//! Optional TOML configuration file.
//!
//! # Location
//!
//! - `--config <FILE>` or `PROJECT_UTIL_CONFIG`, which must exist
//! - otherwise `~/.project-util/config.toml`, used only if present
//!
//! # Format
//!
//! ```toml
//! dev_mode = false
//! local_repository = "/opt/maven/repository"
//! fetch_timeout_secs = 60
//! ```

use crate::core::{ProjectUtilError, Result};
use serde::Deserialize;
use std::path::{Path, PathBuf};
use tokio::fs;
use tracing::debug;

/// Contents of the configuration file. Every key is optional.
#[derive(Debug, Clone, Default, PartialEq, Eq, Deserialize)]
#[serde(deny_unknown_fields)]
pub struct ConfigFile {
    /// Skip existence checks on descriptors and the repository
    pub dev_mode: Option<bool>,
    /// Local artifact repository location
    pub local_repository: Option<PathBuf>,
    /// Timeout for fetching checksums and reference copies
    pub fetch_timeout_secs: Option<u64>,
}

impl ConfigFile {
    /// `~/.project-util/config.toml`
    ///
    /// # Errors
    ///
    /// [`ProjectUtilError::ConfigError`] if the home directory is unknown.
    pub fn default_path() -> Result<PathBuf> {
        let home = dirs::home_dir().ok_or_else(|| ProjectUtilError::ConfigError {
            message: "Unable to determine home directory".to_string(),
        })?;
        Ok(home.join(".project-util").join("config.toml"))
    }

    /// Load the explicit file if one is given, otherwise the default file if
    /// it exists, otherwise an empty configuration.
    ///
    /// # Errors
    ///
    /// Fails if an explicit file is missing, or if the chosen file cannot be
    /// read or parsed.
    pub async fn load(explicit: Option<&Path>) -> Result<Self> {
        if let Some(path) = explicit {
            return Self::load_from(path).await;
        }

        match Self::default_path() {
            Ok(path) if path.is_file() => Self::load_from(&path).await,
            _ => Ok(Self::default()),
        }
    }

    /// Load a specific file.
    ///
    /// # Errors
    ///
    /// [`ProjectUtilError::ConfigError`] if the file cannot be read,
    /// [`ProjectUtilError::TomlError`] if it is not valid for this schema.
    pub async fn load_from(path: &Path) -> Result<Self> {
        debug!("Loading config from {}", path.display());
        let content =
            fs::read_to_string(path).await.map_err(|e| ProjectUtilError::ConfigError {
                message: format!("Failed to read config file {}: {e}", path.display()),
            })?;

        Ok(toml::from_str(&content)?)
    }
}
_ _ _ _
### EXERCISE DIRECTIONS
Using only the entries above, output the line with "only if present", the line with "directory is unknown.", and all lines between them, exactly as they stand.

### THE COMPLETED TASK
//! - otherwise `~/.project-util/config.toml`, used only if present
//!
//! # Format
//!
//! ```toml
//! dev_mode = false
//! local_repository = "/opt/maven/repository"
//! fetch_timeout_secs = 60
//! ```

use crate::core::{ProjectUtilError, Result};
use serde::Deserialize;
use std::path::{Path, PathBuf};
use tokio::fs;
use tracing::debug;

/// Contents of the configuration file. Every key is optional.
#[derive(Debug, Clone, Default, PartialEq, Eq, Deserialize)]
#[serde(deny_unknown_fields)]
pub struct ConfigFile {
    /// Skip existence checks on descriptors and the repository
    pub dev_mode: Option<bool>,
    /// Local artifact repository location
    pub local_repository: Option<PathBuf>,
    /// Timeout for fetching checksums and reference copies
    pub fetch_timeout_secs: Option<u64>,
}

impl ConfigFile {
    /// `~/.project-util/config.toml`
    ///
    /// # Errors
    ///
    /// [`ProjectUtilError::ConfigError`] if the home directory is unknown.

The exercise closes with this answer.